Even in cities the humans are not the only ones around. Recent research indicates that cities have surprisingly high biodiversity. London supports bee colonies, in part because of lower pesticide use. Foxes are a permanent part of the city environment. On my street there are also snails, slugs, bats, bugs, and rats in abundance too (I am sure there are rats. There are always rats).
So we are somehow managing to live alongside these other creatures, although every time a neighbour replaces their back yard with a big extension I wonder about the consequences. How can we live with others?
This question is valuable in terms of the human world as well. This week I got to go to an event called ‘Design for Sharing’ that launched a report into the practices of collaboration. These are the everyday things that keep neighbourhoods and people together: sharing food, or tools, or trading goods, or time. Although the ‘sharing economy’ of Uber and Air BnB is gaining attention, this is actually a distributed rental economy, and the attention is often focusing us away from understanding how people share and why.
The research that Design for Sharing presented shows that there are many ways to share – starting with one small thing, weaving people and objects and ideas together. But what is significant is how little ICT tools feature in sharing practices. It seems that in the everyday world of communities and objects, trust and relationships are built face to face. We can contrast this with the way that many relationships including the online ‘sharing economy’ examples are mediated by data, information and metrics. How then are the relationships of trust meant to be constructed? The response, for Uber and Air BnB and many other businesses, is to apply data analytics, and use them to broker the relationship.

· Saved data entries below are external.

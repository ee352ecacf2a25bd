//! Two-phase teardown of contexts and sessions.
//!
//! Phase one makes a context unreachable: it is erased from the handle
//! table and marked Closing, so no new acquisition can succeed. Phase two
//! waits for outstanding holders to release, destroys the endpoint and
//! frees the context's queued events and memberships.
//!
//! Exactly one path owns phase two for a given context: whichever of an
//! explicit destroy or a session close flips `destroy_requested` first,
//! under the owning session's lock.

use std::sync::Arc;
use std::sync::atomic::Ordering;

use tracing::{debug, info};
use ucm_protocol::ContextId;

use crate::broker::BrokerShared;
use crate::context::Context;
use crate::error::{Error, Result};
use crate::manager::Endpoint;
use crate::multicast::cleanup_memberships;
use crate::session::{Session, SessionShared};

impl Session {
	/// Destroys a context owned by this session.
	///
	/// Waits until every in-flight operation on the context has finished
	/// and returns how many of its events were consumed. If a session
	/// close already owns the context, waits for that close to free it and
	/// then fails with [`Error::SessionClosed`].
	pub async fn destroy_id(&self, id: ContextId) -> Result<u32> {
		let shared = &self.shared;
		let broker = &shared.broker;

		let closing = {
			let state = shared.state.lock();
			state
				.closed
				.then(|| state.contexts.iter().find(|c| c.id == id).cloned())
		};
		if let Some(pending) = closing {
			// The session close owns every context it listed.
			if let Some(ctx) = pending {
				ctx.freed().await;
			}
			return Err(Error::SessionClosed);
		}

		let ctx = broker.contexts.with_entry(id.0, |entry| {
			let ctx = entry.clone().ok_or_else(|| Error::context_not_found(id))?;
			if ctx.owner_id() != shared.id {
				return Err(Error::context_denied(id));
			}
			*entry = None;
			ctx.mark_closing();
			Ok(ctx)
		})?;

		let close_owns = {
			let _state = shared.state.lock();
			ctx.destroy_requested.swap(true, Ordering::AcqRel)
		};
		if close_owns {
			ctx.freed().await;
			return Err(Error::SessionClosed);
		}

		shared.worker.flush().await;
		if !ctx.close_scheduled.load(Ordering::Acquire) {
			ctx.drain_and_destroy().await;
		}
		let reported = free_context(broker, &ctx);
		debug!(target = "ucm.teardown", session = %shared.id, %id, reported, "destroyed");
		Ok(reported)
	}
}

impl SessionShared {
	/// Closes the session: tears down every owned context, then drops any
	/// inbound endpoints still waiting in the queue. Idempotent.
	pub(crate) async fn close(self: &Arc<Self>) {
		let taken: Vec<Arc<Context>> = {
			let mut state = self.state.lock();
			if state.closed {
				return;
			}
			state.closed = true;
			state
				.contexts
				.iter()
				.filter(|ctx| !ctx.destroy_requested.swap(true, Ordering::AcqRel))
				.cloned()
				.collect()
		};
		self.wake();

		for ctx in &taken {
			self.broker.contexts.erase_if_same(ctx.id.0, ctx);
			ctx.mark_closing();
		}
		self.worker.flush().await;

		for ctx in &taken {
			if !ctx.close_scheduled.load(Ordering::Acquire) {
				ctx.drain_and_destroy().await;
			}
			free_context(&self.broker, ctx);
		}

		let leftovers: Vec<Box<dyn Endpoint>> = {
			let mut state = self.state.lock();
			state
				.events
				.drain(..)
				.filter_map(|mut ev| {
					ev.route.detach();
					ev.detached.take()
				})
				.collect()
		};
		for endpoint in leftovers {
			endpoint.destroy();
		}

		self.broker.sessions.remove(&self.id);
		info!(target = "ucm.session", session = %self.id, contexts = taken.len(), "session closed");
	}
}

/// Removes a drained context from its session and returns its consumed
/// event count.
///
/// Queued events attributed to the context go with it, including connect
/// requests whose inbound endpoints were never claimed; those endpoints
/// are destroyed after the session lock is released.
pub(crate) fn free_context(broker: &BrokerShared, ctx: &Arc<Context>) -> u32 {
	cleanup_memberships(ctx, &broker.memberships);

	let mut detached = Vec::new();
	match ctx.owner_session() {
		Some(owner) => {
			let mut state = owner.state.lock();
			state.events.retain_mut(|ev| {
				if !ev.belongs_to(ctx) {
					return true;
				}
				if let Some(endpoint) = ev.detached.take() {
					ev.route.detach();
					detached.push(endpoint);
				}
				false
			});
			state.contexts.retain(|c| !Arc::ptr_eq(c, ctx));
			ctx.mark_freed();
		}
		None => ctx.mark_freed(),
	}

	for endpoint in detached {
		endpoint.destroy();
	}
	ctx.events_reported()
}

This means that sharing relationships can scale up enormously. They are no longer limited by who you know and hence who you trust. There are clearly many possible social gains in this kind of understanding. But what of the losses? What does it mean to cede judgement to an analytic process? In part it means that only information that can be placed in the process can be considered. For the creation of online relationships, this often means quantified data. We are now starting to understand what the cultural consequences of quantification may be: Benjamin Grosser has written a revealing essay “What do Metrics Want” about the shift in culture aligned with a culture of metric. He writes, “Theodore Porter, in his study of quantification titled Trust in Numbers, calls quantification a “technology of distance” that “minimizes the need for initmate knowledge and personal trust.” Enumeration is impersonal, suggests objectivity, and in the case of social quantification, abstracts individuality.”
This abstracting of individuality is part of the influence that the metrics have within the system. This influence is oriented around the idea of ‘more’ – more measurement, more participation, more value for the owners of Facebook. And the quantification of social interaction simultaneously renders the content and meaning of the interaction less valuable.
This is the precise opposite of the kinds of intimate trust relationships that motivate people to solve problems together. It is also a dangerous reduction of the kind of relational complexity that I evoked when I wrote about the many things, beings, and systems that exist and interact on the street where I live. What is important becomes what can be measured, and what is measured becomes what is valuable. But what of the things that are difficult to measure, like the feeling of the leaves, or the friendliness of the neighbours? Or even those things that are transformed through the process of measurement, like a sense of community? What might be lost in the measuring process?
I would like to think of another way being responsible. Everything counts, yes, but what if we thought that everything matters?